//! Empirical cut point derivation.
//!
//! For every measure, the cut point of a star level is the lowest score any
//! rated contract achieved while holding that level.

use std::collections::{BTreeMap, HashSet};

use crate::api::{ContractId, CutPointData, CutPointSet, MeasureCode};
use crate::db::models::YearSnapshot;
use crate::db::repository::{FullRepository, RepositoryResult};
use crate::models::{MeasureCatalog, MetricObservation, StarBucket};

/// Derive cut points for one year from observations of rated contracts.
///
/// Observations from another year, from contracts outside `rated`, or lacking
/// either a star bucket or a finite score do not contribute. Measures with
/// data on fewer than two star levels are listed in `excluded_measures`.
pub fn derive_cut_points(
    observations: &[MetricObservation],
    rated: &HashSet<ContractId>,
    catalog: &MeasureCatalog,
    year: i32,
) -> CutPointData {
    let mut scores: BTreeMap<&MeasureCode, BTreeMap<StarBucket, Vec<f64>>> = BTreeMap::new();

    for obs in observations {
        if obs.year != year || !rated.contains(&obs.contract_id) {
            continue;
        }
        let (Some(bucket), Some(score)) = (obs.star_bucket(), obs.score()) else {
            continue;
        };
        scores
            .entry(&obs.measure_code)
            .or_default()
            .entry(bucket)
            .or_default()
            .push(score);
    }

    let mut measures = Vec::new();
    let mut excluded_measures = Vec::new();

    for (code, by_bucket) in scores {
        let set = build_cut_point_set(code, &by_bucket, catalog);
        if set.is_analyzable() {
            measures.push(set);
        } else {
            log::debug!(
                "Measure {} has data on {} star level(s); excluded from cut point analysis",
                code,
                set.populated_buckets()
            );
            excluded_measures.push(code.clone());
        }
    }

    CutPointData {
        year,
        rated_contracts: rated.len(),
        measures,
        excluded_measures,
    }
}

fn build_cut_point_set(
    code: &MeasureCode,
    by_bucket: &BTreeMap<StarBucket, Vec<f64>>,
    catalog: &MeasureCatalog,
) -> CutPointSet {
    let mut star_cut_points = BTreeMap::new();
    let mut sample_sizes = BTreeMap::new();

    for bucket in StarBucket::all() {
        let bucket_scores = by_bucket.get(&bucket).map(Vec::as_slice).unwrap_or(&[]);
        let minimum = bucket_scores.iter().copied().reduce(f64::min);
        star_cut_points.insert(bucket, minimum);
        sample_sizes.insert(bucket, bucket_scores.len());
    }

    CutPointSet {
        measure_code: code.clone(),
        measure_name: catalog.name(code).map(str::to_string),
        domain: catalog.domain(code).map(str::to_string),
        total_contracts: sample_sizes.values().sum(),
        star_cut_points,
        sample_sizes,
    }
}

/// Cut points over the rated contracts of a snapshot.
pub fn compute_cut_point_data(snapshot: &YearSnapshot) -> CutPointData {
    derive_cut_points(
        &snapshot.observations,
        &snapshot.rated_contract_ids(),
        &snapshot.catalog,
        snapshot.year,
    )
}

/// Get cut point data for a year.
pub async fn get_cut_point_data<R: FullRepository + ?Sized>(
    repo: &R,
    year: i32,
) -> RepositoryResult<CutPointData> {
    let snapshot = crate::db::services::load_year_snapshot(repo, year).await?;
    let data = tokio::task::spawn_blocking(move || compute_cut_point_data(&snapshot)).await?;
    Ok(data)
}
....
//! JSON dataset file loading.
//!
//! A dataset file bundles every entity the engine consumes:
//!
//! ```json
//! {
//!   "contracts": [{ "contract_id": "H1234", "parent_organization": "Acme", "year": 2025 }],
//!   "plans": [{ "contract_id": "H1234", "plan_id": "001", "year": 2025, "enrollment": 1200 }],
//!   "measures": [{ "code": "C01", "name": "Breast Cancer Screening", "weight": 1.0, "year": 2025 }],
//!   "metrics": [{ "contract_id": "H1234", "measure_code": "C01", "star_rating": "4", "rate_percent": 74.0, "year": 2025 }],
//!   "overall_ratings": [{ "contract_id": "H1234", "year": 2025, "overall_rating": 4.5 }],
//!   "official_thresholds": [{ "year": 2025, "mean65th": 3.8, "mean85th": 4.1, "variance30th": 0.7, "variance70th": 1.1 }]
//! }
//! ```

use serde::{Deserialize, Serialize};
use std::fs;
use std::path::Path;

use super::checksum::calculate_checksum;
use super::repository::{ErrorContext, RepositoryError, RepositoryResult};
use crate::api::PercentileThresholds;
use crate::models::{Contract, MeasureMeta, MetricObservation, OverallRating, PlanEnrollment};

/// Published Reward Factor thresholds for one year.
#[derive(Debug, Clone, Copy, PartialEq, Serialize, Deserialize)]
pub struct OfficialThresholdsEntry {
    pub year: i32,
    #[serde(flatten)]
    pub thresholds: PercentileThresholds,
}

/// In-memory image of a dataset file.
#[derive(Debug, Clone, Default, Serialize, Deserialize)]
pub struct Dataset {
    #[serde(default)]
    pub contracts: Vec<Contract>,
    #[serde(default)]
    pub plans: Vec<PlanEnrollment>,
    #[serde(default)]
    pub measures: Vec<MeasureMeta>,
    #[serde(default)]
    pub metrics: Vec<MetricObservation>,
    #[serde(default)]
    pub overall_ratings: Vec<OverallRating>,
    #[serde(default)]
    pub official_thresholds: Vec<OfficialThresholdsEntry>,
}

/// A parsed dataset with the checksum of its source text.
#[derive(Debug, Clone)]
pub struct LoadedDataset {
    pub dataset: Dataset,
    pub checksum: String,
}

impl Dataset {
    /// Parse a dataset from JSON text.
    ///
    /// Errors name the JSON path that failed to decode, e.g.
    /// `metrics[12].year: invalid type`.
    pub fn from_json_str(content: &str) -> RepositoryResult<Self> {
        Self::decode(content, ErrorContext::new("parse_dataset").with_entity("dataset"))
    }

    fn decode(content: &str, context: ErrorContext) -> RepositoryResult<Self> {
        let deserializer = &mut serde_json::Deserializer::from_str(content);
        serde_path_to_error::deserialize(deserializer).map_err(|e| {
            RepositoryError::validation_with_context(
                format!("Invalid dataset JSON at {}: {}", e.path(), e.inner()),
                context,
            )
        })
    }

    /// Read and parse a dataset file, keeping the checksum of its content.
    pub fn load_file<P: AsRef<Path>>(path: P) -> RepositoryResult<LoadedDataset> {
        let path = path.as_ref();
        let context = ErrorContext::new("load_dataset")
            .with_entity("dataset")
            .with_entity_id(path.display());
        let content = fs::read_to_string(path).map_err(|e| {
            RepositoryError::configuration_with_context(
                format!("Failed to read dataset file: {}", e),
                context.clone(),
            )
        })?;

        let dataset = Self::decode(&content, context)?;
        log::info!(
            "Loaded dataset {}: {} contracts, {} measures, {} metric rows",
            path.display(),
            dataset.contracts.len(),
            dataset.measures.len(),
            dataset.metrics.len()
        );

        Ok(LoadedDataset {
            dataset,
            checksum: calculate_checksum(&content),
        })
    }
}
....
- [To do]
Identify the lines of the data that contain the word "else". Copy each of them.

- [Task output]
        let (Some(bucket), Some(score)) = (obs.star_bucket(), obs.score()) else {
        } else {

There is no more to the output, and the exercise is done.